- [Exercise requirements]:
Look for the string "margin" in the listing below and copy every line in which it appears.
┌─ Data to examine
//! Axum route handlers for report generation and rendering.

use std::collections::HashMap;

use axum::{
    body::Bytes,
    extract::{Query, State},
    response::Html,
    Json,
};

use crate::errors::{AppError, PlainTextError};
use crate::models::request::{parse_json_body, GenerateRequest};
use crate::reports::generator::{generate_report, GenerateResponse};
use crate::reports::render::{load_report, render_report};
use crate::state::AppState;

/// POST /api/analyze
///
/// Runs the completion, stores the report under a fresh id/token pair, emails
/// the link, and returns it.
pub async fn handle_generate(
    State(state): State<AppState>,
    body: Bytes,
) -> Result<Json<GenerateResponse>, AppError> {
    let request: GenerateRequest = parse_json_body(&body)?;
    let response = generate_report(&state, request).await?;
    Ok(Json(response))
}

/// GET /api/report?id=&token=
///
/// Browser-facing; errors are plain text. A repeated parameter keeps its last value.
pub async fn handle_render(
    State(state): State<AppState>,
    Query(query): Query<HashMap<String, String>>,
) -> Result<Html<String>, PlainTextError> {
    let present = |key: &str| query.get(key).filter(|s| !s.is_empty());
    let (Some(id), Some(token)) = (present("id"), present("token")) else {
        return Err(AppError::MissingParameters.into());
    };

    let record = load_report(state.store()?, id, token).await?;
    Ok(Html(render_report(&record)))
}
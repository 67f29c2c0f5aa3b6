use async_trait::async_trait;
use reqwest::{Client, Response};
use serde::Serialize;

use super::{EmailMessage, MailError, Mailer};

const SENDGRID_SEND_URL: &str = "https://api.sendgrid.com/v3/mail/send";

#[derive(Debug, Serialize)]
struct SendGridPayload<'a> {
    personalizations: Vec<Personalization<'a>>,
    from: Address<'a>,
    subject: &'a str,
    content: Vec<Content<'a>>,
}

#[derive(Debug, Serialize)]
struct Personalization<'a> {
    to: Vec<Address<'a>>,
}

#[derive(Debug, Serialize)]
struct Address<'a> {
    email: &'a str,
}

#[derive(Debug, Serialize)]
struct Content<'a> {
    #[serde(rename = "type")]
    content_type: &'a str,
    value: &'a str,
}

impl<'a> SendGridPayload<'a> {
    fn new(from: &'a str, message: &'a EmailMessage) -> Self {
        let mut content = vec![Content {
            content_type: "text/plain",
            value: &message.text,
        }];
        if let Some(html) = &message.html {
            content.push(Content {
                content_type: "text/html",
                value: html,
            });
        }
        Self {
            personalizations: vec![Personalization {
                to: vec![Address { email: &message.to }],
            }],
            from: Address { email: from },
            subject: &message.subject,
            content,
        }
    }
}

/// SendGrid v3 mail-send client. The sender must be a verified address.
#[derive(Clone)]
pub struct SendGridMailer {
    client: Client,
    api_key: String,
    from: String,
}

impl SendGridMailer {
    pub fn new(client: Client, api_key: String, from: String) -> Self {
        Self {
            client,
            api_key,
            from,
        }
    }
}

/// SendGrid answers 202 with an empty body; anything else is a rejection.
async fn check_reply(response: Response) -> Result<(), MailError> {
    let status = response.status();
    if !status.is_success() {
        let detail = response.text().await.unwrap_or_default();
        return Err(MailError::Rejected {
            status: status.as_u16(),
            detail,
        });
    }
    Ok(())
}

#[async_trait]
impl Mailer for SendGridMailer {
    async fn send(&self, message: &EmailMessage) -> Result<(), MailError> {
        let payload = SendGridPayload::new(&self.from, message);

        let response = self
            .client
            .post(SENDGRID_SEND_URL)
            .bearer_auth(&self.api_key)
            .json(&payload)
            .send()
            .await?;
        check_reply(response).await?;

        tracing::debug!(subject = %message.subject, "email accepted by SendGrid");
        Ok(())
    }
}
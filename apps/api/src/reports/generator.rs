//! Report generation — orchestrates the full pipeline for one request.
//!
//! Flow: config checks → prompt validation → LLM completion → id/token →
//!       store with expiry → customer email → internal copy → link.
//!
//! Nothing is rolled back: if an email fails after the record was stored, the
//! record simply expires on its own.

use anyhow::Context;
use serde::Serialize;
use tracing::info;

use crate::errors::AppError;
use crate::models::report::ReportRecord;
use crate::models::request::{validate_prompt, GenerateRequest};
use crate::reports::emails::{customer_email, internal_copy, Recipient};
use crate::reports::tokens::{new_access_token, new_report_id};
use crate::reports::REPORT_PATH;
use crate::state::AppState;
use crate::store::report_key;

pub const SUCCESS_MESSAGE: &str = "Report generated and emailed.";

/// Response body of `POST /api/analyze`.
#[derive(Debug, Clone, Serialize)]
pub struct GenerateResponse {
    pub ok: bool,
    pub report_url: String,
    pub expires_days: i64,
    pub message: String,
}

/// `<base>/api/report?id=<id>&token=<token>`, dropping one trailing slash from the base.
pub fn report_url(base_url: &str, id: &str, token: &str) -> String {
    let base = base_url.strip_suffix('/').unwrap_or(base_url);
    format!("{base}{REPORT_PATH}?id={id}&token={token}")
}

/// Runs the generation pipeline. Every upstream call is awaited in sequence;
/// the first failure ends the request.
pub async fn generate_report(
    state: &AppState,
    request: GenerateRequest,
) -> Result<GenerateResponse, AppError> {
    let config = &state.config;
    let completer = state.completer()?;
    let admin_email = config.require_admin_email()?;
    let base_url = config.require_public_base_url()?;

    let prompt = validate_prompt(request.prompt.as_ref())?;

    let ai_analysis = completer.complete(prompt).await?;
    if ai_analysis.is_empty() {
        return Err(AppError::EmptyResult);
    }

    let id = new_report_id();
    let token = new_access_token();
    let url = report_url(base_url, &id, &token);

    let record = ReportRecord::new(
        id,
        token,
        request.customer_map(),
        request.scores_map(),
        request.global_score(),
        ai_analysis,
    );
    let payload = serde_json::to_string(&record).context("failed to serialize report")?;

    state
        .store()?
        .set_ex(&report_key(&record.id), config.ttl_seconds(), &payload)
        .await?;
    info!(report_id = %record.id, ttl_days = config.ttl_days, "report stored");

    let recipient = Recipient::from_record(&record);

    if let Some(message) = customer_email(&recipient, &url, config.ttl_days) {
        state.mailer()?.send(&message).await?;
        info!(report_id = %record.id, "customer email sent");
    }

    let copy = internal_copy(admin_email, &recipient, &url, &record.ai_analysis);
    state.mailer()?.send(&copy).await?;
    info!(report_id = %record.id, "internal copy sent");

    Ok(GenerateResponse {
        ok: true,
        report_url: url,
        expires_days: config.ttl_days,
        message: SUCCESS_MESSAGE.to_string(),
    })
}
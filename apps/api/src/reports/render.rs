//! Report lookup and HTML rendering.
//!
//! Every value placed into the page goes through [`escape_html`]; the analysis
//! text and customer fields are user/LLM controlled.

use anyhow::Context;

use crate::errors::AppError;
use crate::models::report::{score_text, ReportRecord};
use crate::reports::tokens::tokens_match;
use crate::store::{report_key, ReportStore};

/// Escapes `&`, `<`, `>` and `"`. `&` goes first so entities are not double-escaped.
pub fn escape_html(raw: &str) -> String {
    let mut out = String::with_capacity(raw.len());
    for ch in raw.chars() {
        match ch {
            '&' => out.push_str("&amp;"),
            '<' => out.push_str("&lt;"),
            '>' => out.push_str("&gt;"),
            '"' => out.push_str("&quot;"),
            other => out.push(other),
        }
    }
    out
}

/// Loads `report:<id>` and checks the token. Missing and expired records are
/// indistinguishable; a wrong token never reveals record content.
pub async fn load_report(
    store: &dyn ReportStore,
    id: &str,
    token: &str,
) -> Result<ReportRecord, AppError> {
    let raw = store
        .get(&report_key(id))
        .await?
        .filter(|raw| !raw.is_empty())
        .ok_or(AppError::NotFound)?;

    let record: ReportRecord =
        serde_json::from_str(&raw).context("stored report payload is not a valid record")?;

    if !tokens_match(&record.token, token) {
        return Err(AppError::InvalidToken);
    }
    Ok(record)
}

const AREA_CELL: &str = "padding:8px;border-bottom:1px solid #e5e7eb";

const STYLE: &str = "\
body{font-family:ui-sans-serif,system-ui,-apple-system,Segoe UI,Roboto,Arial;background:#f8fafc;margin:0;color:#0f172a}
.wrap{max-width:900px;margin:24px auto;padding:0 16px}
.card{background:white;border:1px solid #e2e8f0;border-radius:16px;box-shadow:0 1px 2px rgba(0,0,0,.05);overflow:hidden}
.head{padding:18px;border-bottom:1px solid #e2e8f0;display:flex;justify-content:space-between;gap:12px;align-items:flex-start}
.h1{font-size:18px;font-weight:900;margin:0}
.muted{font-size:12px;color:#64748b;margin-top:4px}
.grid{display:grid;grid-template-columns:1fr 1fr;gap:12px;padding:18px}
.box{border:1px solid #e2e8f0;border-radius:14px;padding:12px;background:#fff}
pre{white-space:pre-wrap;word-break:break-word;margin:0;font-size:13px;line-height:1.5}
table{width:100%;border-collapse:collapse;font-size:13px}
.btn{display:inline-block;background:#1e293b;color:white;text-decoration:none;padding:10px 12px;border-radius:12px;font-weight:800;font-size:13px}
@media (max-width:720px){.grid{grid-template-columns:1fr}}
@media print{body{background:white}.wrap{margin:0;max-width:none}}";

/// Renders the self-contained report page.
pub fn render_report(record: &ReportRecord) -> String {
    let company = escape_html(&record.company());
    let person = escape_html(&record.person());
    let created = escape_html(&record.created_at_local);
    let global_score = record
        .global_score
        .map(|score| escape_html(&score.to_string()))
        .unwrap_or_default();
    let analysis = escape_html(&record.ai_analysis);

    let area_rows: String = record
        .scores_by_area
        .iter()
        .map(|(area, score)| {
            format!(
                r#"<tr><td style="{AREA_CELL}">{}</td><td style="{AREA_CELL};text-align:right;font-weight:700">{}/100</td></tr>"#,
                escape_html(area),
                escape_html(&score_text(score)),
            )
        })
        .collect();

    format!(
        r#"<!doctype html>
<html lang="es"><head>
<meta charset="utf-8" />
<meta name="viewport" content="width=device-width, initial-scale=1" />
<title>Reporte | {company}</title>
<style>
{STYLE}
</style></head>
<body><div class="wrap">
  <div class="card">
    <div class="head">
      <div>
        <p class="h1">Reporte Ejecutivo — Pre-diagnóstico Organizacional</p>
        <div class="muted">{company} · {person} · {created}</div>
      </div>
      <a class="btn" href="javascript:window.print()">Imprimir / Guardar PDF</a>
    </div>

    <div class="grid">
      <div class="box">
        <div style="font-size:12px;color:#64748b;font-weight:800">Puntuación global</div>
        <div style="font-size:36px;font-weight:950;margin-top:6px">{global_score}/100</div>
      </div>
      <div class="box">
        <div style="font-size:12px;color:#64748b;font-weight:800;margin-bottom:8px">Puntuación por área</div>
        <table>{area_rows}</table>
      </div>
    </div>

    <div style="padding:18px;border-top:1px solid #e2e8f0">
      <div style="font-size:12px;color:#64748b;font-weight:800;margin-bottom:8px">Análisis con IA</div>
      <div class="box"><pre>{analysis}</pre></div>
    </div>
  </div>
</div></body></html>"#
    )
}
└─
- [Result for this exercise]:
body{font-family:ui-sans-serif,system-ui,-apple-system,Segoe UI,Roboto,Arial;background:#f8fafc;margin:0;color:#0f172a}
.wrap{max-width:900px;margin:24px auto;padding:0 16px}
.h1{font-size:18px;font-weight:900;margin:0}
.muted{font-size:12px;color:#64748b;margin-top:4px}
pre{white-space:pre-wrap;word-break:break-word;margin:0;font-size:13px;line-height:1.5}
@media print{body{background:white}.wrap{margin:0;max-width:none}}";
        <div style="font-size:36px;font-weight:950;margin-top:6px">{global_score}/100</div>
        <div style="font-size:12px;color:#64748b;font-weight:800;margin-bottom:8px">Puntuación por área</div>
      <div style="font-size:12px;color:#64748b;font-weight:800;margin-bottom:8px">Análisis con IA</div>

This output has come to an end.